▸ **EXERCISE DETAILS**: Line count for "LaunchError": give the number of lines in the records below that hold it, and nothing else.

▸ **Saved data entries**:

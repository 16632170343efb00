#![allow(dead_code)]

use std::collections::BTreeMap;
use std::fs;
use std::path::{Path, PathBuf};
use std::sync::{Arc, Mutex};

use disasm_core::config::KrakatauConfig;
use disasm_core::model::{ExitState, ProcessOutput};
use disasm_core::services::bundle;
use disasm_core::services::{KrakatauDisassembler, LaunchError, ProcessLauncher, ToolCommand};

type Behavior = dyn Fn(&ToolCommand) -> Result<ProcessOutput, LaunchError> + Send + Sync;

/// Launcher that never starts a process: it records every command and the
/// staged input bundle, then runs `behavior` in place of the real tool.
pub struct FakeLauncher {
    behavior: Box<Behavior>,
    pub commands: Mutex<Vec<ToolCommand>>,
    pub staged: Mutex<Vec<BTreeMap<String, Vec<u8>>>>,
}

impl FakeLauncher {
    pub fn new<F>(behavior: F) -> Arc<Self>
    where
        F: Fn(&ToolCommand) -> Result<ProcessOutput, LaunchError> + Send + Sync + 'static,
    {
        Arc::new(Self {
            behavior: Box::new(behavior),
            commands: Mutex::new(Vec::new()),
            staged: Mutex::new(Vec::new()),
        })
    }

    /// Behaves like a successful Krakatau run: writes `<class>.j` containing
    /// `text_for(class)` to the `-out` bundle.
    pub fn succeeding() -> Arc<Self> {
        Self::new(|cmd| {
            let class = target_class(cmd);
            write_output(cmd, &[(format!("{class}.j").as_str(), text_for(&class).as_bytes())]);
            Ok(ProcessOutput { exit: ExitState::Exited(0), log: format!("Disassembling {class}\n") })
        })
    }

    pub fn commands(&self) -> Vec<ToolCommand> {
        self.commands.lock().unwrap().clone()
    }

    pub fn calls(&self) -> usize {
        self.commands.lock().unwrap().len()
    }
}

impl ProcessLauncher for FakeLauncher {
    fn run(&self, command: &ToolCommand) -> Result<ProcessOutput, LaunchError> {
        self.commands.lock().unwrap().push(command.clone());
        if let Some(input) = command.value_after("-path") {
            let staged = bundle::read_entries(Path::new(input), |_| true).unwrap_or_default();
            self.staged.lock().unwrap().push(staged);
        }
        (self.behavior)(command)
    }
}

/// Class name passed as the target entry (`com/example/Foo.class` -> `com/example/Foo`).
pub fn target_class(cmd: &ToolCommand) -> String {
    cmd.arg_strings()
        .into_iter()
        .find(|a| a.ends_with(".class"))
        .map(|a| a.trim_end_matches(".class").to_string())
        .expect("target entry in command")
}

pub fn text_for(class: &str) -> String {
    format!(".version 49 0\n.class public super {class}\n.end class\n")
}

pub fn write_output(cmd: &ToolCommand, entries: &[(&str, &[u8])]) {
    let out = cmd.value_after("-out").expect("-out argument");
    let map: BTreeMap<String, Vec<u8>> =
        entries.iter().map(|(name, bytes)| (name.to_string(), bytes.to_vec())).collect();
    bundle::write_class_bundle(Path::new(out), &map).expect("write fake output");
}

/// Temp dirs for one test: a bundle dir the disassembler writes into and a
/// tool dir holding a dummy interpreter.
pub struct Sandbox {
    pub bundles: tempfile::TempDir,
    pub tools: tempfile::TempDir,
    pub python: PathBuf,
}

impl Sandbox {
    pub fn new() -> Self {
        let bundles = tempfile::tempdir().unwrap();
        let tools = tempfile::tempdir().unwrap();
        let python = tools.path().join("python2");
        fs::write(&python, b"#!/bin/sh\n").unwrap();
        Self { bundles, tools, python }
    }

    pub fn config(&self) -> KrakatauConfig {
        KrakatauConfig::default()
            .with_python(&self.python)
            .with_install_dir(self.tools.path())
            .with_temp_dir(self.bundles.path())
    }

    pub fn disassembler(&self, launcher: Arc<FakeLauncher>) -> KrakatauDisassembler {
        KrakatauDisassembler::new(self.config(), launcher)
    }

    pub fn bundle_files(&self) -> Vec<PathBuf> {
        fs::read_dir(self.bundles.path()).unwrap().map(|e| e.unwrap().path()).collect()
    }
}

▸ **RESPONSE TO THIS TASK**: 4